* WHAT YOU NEED TO DO *
The records below need copying. Match each line exactly.

Saved data entries:
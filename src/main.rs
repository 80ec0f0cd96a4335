use anyhow::Result;
use chrono::Utc;
use clap::Parser;
use std::path::PathBuf;
use std::sync::Arc;
use std::time::Duration;
use tracing::{error, info};

use shiftbridge::config;
use shiftbridge::db::{self, SqliteStore};
use shiftbridge::deferred;
use shiftbridge::frontend::FrontEndClient;
use shiftbridge::gateway::ConnectionLookup;
use shiftbridge::sync::Syncer;
use shiftbridge::wfm::WfmClient;

#[derive(Debug, Parser)]
#[command(author, version, about = "Deferred-action worker and periodic WFM sync")]
struct Args {
    /// Path to YAML config file
    #[arg(long, default_value = "config.yaml")]
    config: PathBuf,

    /// Run only the deferred-action worker
    #[arg(long)]
    no_sync: bool,
}

#[tokio::main]
async fn main() -> Result<()> {
    tracing_subscriber::fmt()
        .with_env_filter(tracing_subscriber::EnvFilter::from_default_env())
        .with_target(false)
        .compact()
        .init();

    let args = Args::parse();
    let cfg = config::load(Some(&args.config))?;
    cfg.ensure_dirs()?;

    let pool = db::init_pool(&cfg.database_url()).await?;
    db::run_migrations(&pool).await?;

    let store = Arc::new(SqliteStore::new(pool.clone()));
    let frontend = Arc::new(FrontEndClient::from_config(&cfg.frontend)?);
    let wfm = Arc::new(WfmClient::from_config(&cfg.wfm)?);

    // Deferred-action worker (single task)
    let worker_pool = pool.clone();
    let worker_frontend = frontend.clone();
    let poll_sleep = Duration::from_millis(cfg.app.poll_interval_ms);
    let max_backoff = cfg.app.max_backoff_seconds as i64;
    tokio::spawn(async move {
        loop {
            match deferred::process_next_action(&worker_pool, worker_frontend.as_ref(), max_backoff).await {
                Ok(processed) => {
                    if !processed {
                        tokio::time::sleep(poll_sleep).await;
                    }
                }
                Err(err) => {
                    error!(?err, "deferred worker error");
                    tokio::time::sleep(Duration::from_secs(1)).await;
                }
            }
        }
    });

    if !args.no_sync {
        let syncer = Syncer::new(
            pool.clone(),
            cfg.engine_settings(),
            cfg.sync.clone(),
            wfm,
            store.clone(),
            frontend,
            store.clone(),
        );
        let connections = store.clone();
        let every = Duration::from_secs(cfg.sync.interval_seconds);
        tokio::spawn(async move {
            let mut ticker = tokio::time::interval(every);
            ticker.set_missed_tick_behavior(tokio::time::MissedTickBehavior::Delay);
            loop {
                ticker.tick().await;
                match connections.list_connections().await {
                    Ok(list) => {
                        let report = syncer.run_pass(&list, Utc::now()).await;
                        info!(
                            teams = list.len(),
                            created = report.created,
                            updated = report.updated,
                            deleted = report.deleted,
                            failed = report.failed,
                            has_more = report.has_more,
                            "sync pass complete"
                        );
                    }
                    Err(err) => error!(?err, "could not list connections"),
                }
            }
        });
    }

    info!("shiftbridge running; ctrl-c to stop");
    tokio::signal::ctrl_c().await?;
    info!("shutting down");
    Ok(())
}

* ANSWER BELOW *
filename src/main.rs
repository 80ec0f0cd96a4335
use anyhow::Result;
use chrono::Utc;
use clap::Parser;
use std::path::PathBuf;
use std::sync::Arc;
use std::time::Duration;
use tracing::{error, info};

use shiftbridge::config;
use shiftbridge::db::{self, SqliteStore};
use shiftbridge::deferred;
use shiftbridge::frontend::FrontEndClient;
use shiftbridge::gateway::ConnectionLookup;
use shiftbridge::sync::Syncer;
use shiftbridge::wfm::WfmClient;

#[derive(Debug, Parser)]
#[command(author, version, about = "Deferred-action worker and periodic WFM sync")]
struct Args {
    /// Path to YAML config file
    #[arg(long, default_value = "config.yaml")]
    config: PathBuf,

    /// Run only the deferred-action worker
    #[arg(long)]
    no_sync: bool,
}

#[tokio::main]
async fn main() -> Result<()> {
    tracing_subscriber::fmt()
        .with_env_filter(tracing_subscriber::EnvFilter::from_default_env())
        .with_target(false)
        .compact()
        .init();

    let args = Args::parse();
    let cfg = config::load(Some(&args.config))?;
    cfg.ensure_dirs()?;

    let pool = db::init_pool(&cfg.database_url()).await?;
    db::run_migrations(&pool).await?;

    let store = Arc::new(SqliteStore::new(pool.clone()));
    let frontend = Arc::new(FrontEndClient::from_config(&cfg.frontend)?);
    let wfm = Arc::new(WfmClient::from_config(&cfg.wfm)?);

    // Deferred-action worker (single task)
    let worker_pool = pool.clone();
    let worker_frontend = frontend.clone();
    let poll_sleep = Duration::from_millis(cfg.app.poll_interval_ms);
    let max_backoff = cfg.app.max_backoff_seconds as i64;
    tokio::spawn(async move {
        loop {
            match deferred::process_next_action(&worker_pool, worker_frontend.as_ref(), max_backoff).await {
                Ok(processed) => {
                    if !processed {
                        tokio::time::sleep(poll_sleep).await;
                    }
                }
                Err(err) => {
                    error!(?err, "deferred worker error");
                    tokio::time::sleep(Duration::from_secs(1)).await;
                }
            }
        }
    });

    if !args.no_sync {
        let syncer = Syncer::new(
            pool.clone(),
            cfg.engine_settings(),
            cfg.sync.clone(),
            wfm,
            store.clone(),
            frontend,
            store.clone(),
        );
        let connections = store.clone();
        let every = Duration::from_secs(cfg.sync.interval_seconds);
        tokio::spawn(async move {
            let mut ticker = tokio::time::interval(every);
            ticker.set_missed_tick_behavior(tokio::time::MissedTickBehavior::Delay);
            loop {
                ticker.tick().await;
                match connections.list_connections().await {
                    Ok(list) => {
                        let report = syncer.run_pass(&list, Utc::now()).await;
                        info!(
                            teams = list.len(),
                            created = report.created,
                            updated = report.updated,
                            deleted = report.deleted,
                            failed = report.failed,
                            has_more = report.has_more,
                            "sync pass complete"
                        );
                    }
                    Err(err) => error!(?err, "could not list connections"),
                }
            }
        });
    }

    info!("shiftbridge running; ctrl-c to stop");
    tokio::signal::ctrl_c().await?;
    info!("shutting down");
    Ok(())
}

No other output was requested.